Background: Virtual reality exposure therapy (VRET) for PTSD is an emerging treatment of remarkable promise, but its efficacy and safety are still unclear. Our aim was to investigate the efficacy of VRET for individuals with PTSD, and to identify the potential moderating variables associated with interventions.
Methods: Literature search was conducted via PubMed, Embase, Web of Science, Cochrane Library, PsycInfo, Science Direct, and EBSCO. We identified 18 studies on PTSD including 13 randomized controlled trials (RCTs; 654 participants) and 5 single-group trials (60 participants).
Results: The main effects analysis showed a moderate effect size (g = 0.327, 95% CI: 0.105-0.550, p<0.01) for VRET compared to control conditions on PTSD symptoms. Subgroup analysis revealed that the effects of VRET were larger when compared to inactive groups (g = 0.567) than active control groups (g = 0.017). This finding was in agreement with depressive symptoms. A dose-response relationship existed with more VRET sessions showing larger effects. There was a long-range effect of VRET on PTSD symptoms indicating a sustained decrease in PTSD symptoms at 3-month follow-up (g = 0.697) and 6-month follow-up (g = 0.848).
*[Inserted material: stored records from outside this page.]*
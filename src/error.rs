//! Error types and exit codes for clangd-gen

use std::path::PathBuf;
use std::process::ExitCode;
use thiserror::Error;

/// Main error type for clangd-gen operations.
///
/// Only run-level failures live here. Malformed database records and
/// documents are absorbed where they are read and never propagate.
#[derive(Error, Debug)]
pub enum ClangdGenError {
    #[error("Directory not found: {path}")]
    DirectoryNotFound { path: String },

    #[error("No compile_commands.json found under {}", root.display())]
    NoDatabases { root: PathBuf },

    #[error("Failed to write {}: {message}", path.display())]
    WriteFailure { path: PathBuf, message: String },

    #[error("Failed to encode report: {message}")]
    ReportFailure { message: String },

    #[error("IO error: {0}")]
    Io(#[from] std::io::Error),
}

impl ClangdGenError {
    /// Convert error to appropriate exit code:
    /// - 0: Success
    /// - 1: Directory not found / IO error
    /// - 2: No compilation database found
    /// - 3: Output write failure
    /// - 4: Report encoding failure
    pub fn exit_code(&self) -> ExitCode {
        match self {
            Self::DirectoryNotFound { .. } => ExitCode::from(1),
            Self::NoDatabases { .. } => ExitCode::from(2),
            Self::WriteFailure { .. } => ExitCode::from(3),
            Self::ReportFailure { .. } => ExitCode::from(4),
            Self::Io(_) => ExitCode::from(1),
        }
    }
}

/// Result type alias for clangd-gen operations
pub type Result<T> = std::result::Result<T, ClangdGenError>;
//! Path compression trie
//!
//! Compresses the per-file assignment into the minimal set of boundary
//! nodes: directory prefixes or single files whose owning database
//! differs from their parent's. The trie is built once per run: insert
//! every assignment, label bottom-up, select top-down, discard.
//!
//! Labels are never stored on the mutable nodes. The selection pass
//! first computes an immutable labeled view of the whole tree in a
//! single post-order pass, so "label reflects current subtree
//! contents" holds by construction.

use std::collections::{BTreeMap, BTreeSet};

/// One path segment. Children are keyed by segment name; the terminal
/// set is non-empty only if some file's path ends exactly here.
#[derive(Debug, Default)]
struct Node {
    children: BTreeMap<String, Node>,
    terminal_dbs: BTreeSet<String>,
}

/// Labeled view of a node, produced bottom-up during selection.
///
/// `label` is the single database key owning the entire subtree, or
/// `None` when the subtree is mixed.
struct Labeled<'a> {
    label: Option<&'a str>,
    children: BTreeMap<&'a str, Labeled<'a>>,
}

/// A boundary node chosen for output: its subtree is wholly owned by
/// `db_key` while its parent's subtree is not.
#[derive(Debug, Clone, PartialEq, Eq)]
pub struct Selection {
    /// Root-relative path of the node; empty for the trie root.
    pub path: String,
    /// True when the node has no children: render as an exact file
    /// match rather than a directory prefix.
    pub is_file_leaf: bool,
    /// Owning database key for the node's whole subtree.
    pub db_key: String,
}

/// Trie over root-relative paths, one node per path segment.
///
/// Segments are never aliased across unrelated subtrees: `a/x` and
/// `b/x` produce two distinct `x` nodes.
#[derive(Debug, Default)]
pub struct PathTrie {
    root: Node,
}

impl PathTrie {
    /// Build a trie from a complete assignment.
    pub fn from_assignment<'a, I>(assignment: I) -> Self
    where
        I: IntoIterator<Item = (&'a String, &'a String)>,
    {
        let mut trie = Self::default();
        for (file, db_key) in assignment {
            trie.insert(file, db_key);
        }
        trie
    }

    /// Insert one file under its owning database key. Inserting the
    /// same pair twice leaves the trie unchanged.
    pub fn insert(&mut self, file: &str, db_key: &str) {
        let mut node = &mut self.root;
        for segment in file.split('/').filter(|s| !s.is_empty()) {
            node = node.children.entry(segment.to_string()).or_default();
        }
        node.terminal_dbs.insert(db_key.to_string());
    }

    /// Label the tree bottom-up, then select boundary nodes top-down.
    ///
    /// Selections cover each database's assigned files exactly (no
    /// more, no less), do not overlap, and are minimal: a node is never
    /// emitted when its parent already conveys the same label. An
    /// assignment that is entirely one database yields exactly one
    /// selection at the root (empty path, non-leaf). Recursion depth is
    /// bounded by path segment count.
    pub fn select(&self) -> Vec<Selection> {
        let labeled = annotate(&self.root);
        let mut selections = Vec::new();
        let mut segments = Vec::new();
        select_into(&labeled, &mut segments, None, &mut selections);
        selections
    }
}

/// Post-order labeling: a node's label is the single database key
/// agreed on by its own terminal set and every child's label. A
/// multi-key terminal set, a disagreeing child, or an unlabeled child
/// leaves the node unlabeled.
fn annotate(node: &Node) -> Labeled<'_> {
    let mut labels: BTreeSet<&str> = node.terminal_dbs.iter().map(String::as_str).collect();
    let mut mixed = false;
    let mut children = BTreeMap::new();
    for (segment, child) in &node.children {
        let labeled = annotate(child);
        match labeled.label {
            Some(label) => {
                labels.insert(label);
            }
            None => mixed = true,
        }
        children.insert(segment.as_str(), labeled);
    }

    let label = if mixed || labels.len() != 1 {
        None
    } else {
        labels.iter().next().copied()
    };
    Labeled { label, children }
}

/// Pre-order selection with the parent label carried as context. A
/// labeled node differing from its parent is a boundary: emit it and
/// stop descending, since the emitted pattern already covers the
/// subtree.
fn select_into<'a>(
    node: &Labeled<'a>,
    segments: &mut Vec<&'a str>,
    parent_label: Option<&str>,
    selections: &mut Vec<Selection>,
) {
    if let Some(label) = node.label {
        if parent_label != Some(label) {
            selections.push(Selection {
                path: segments.join("/"),
                is_file_leaf: node.children.is_empty(),
                db_key: label.to_string(),
            });
            return;
        }
    }

    for (segment, child) in &node.children {
        segments.push(segment);
        select_into(child, segments, node.label, selections);
        segments.pop();
    }
}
The single-group trials analysis revealed that the VRET intervention had a significant effect on PTSD.
Limitations: Many of the combat-related PTSD subjects resulted in uncertainty regarding meta-analytical estimates and subsequent conclusions.
Conclusions: These findings demonstrated that VRET could produce significant PTSD symptoms reduction and supported its application in treating PTSD.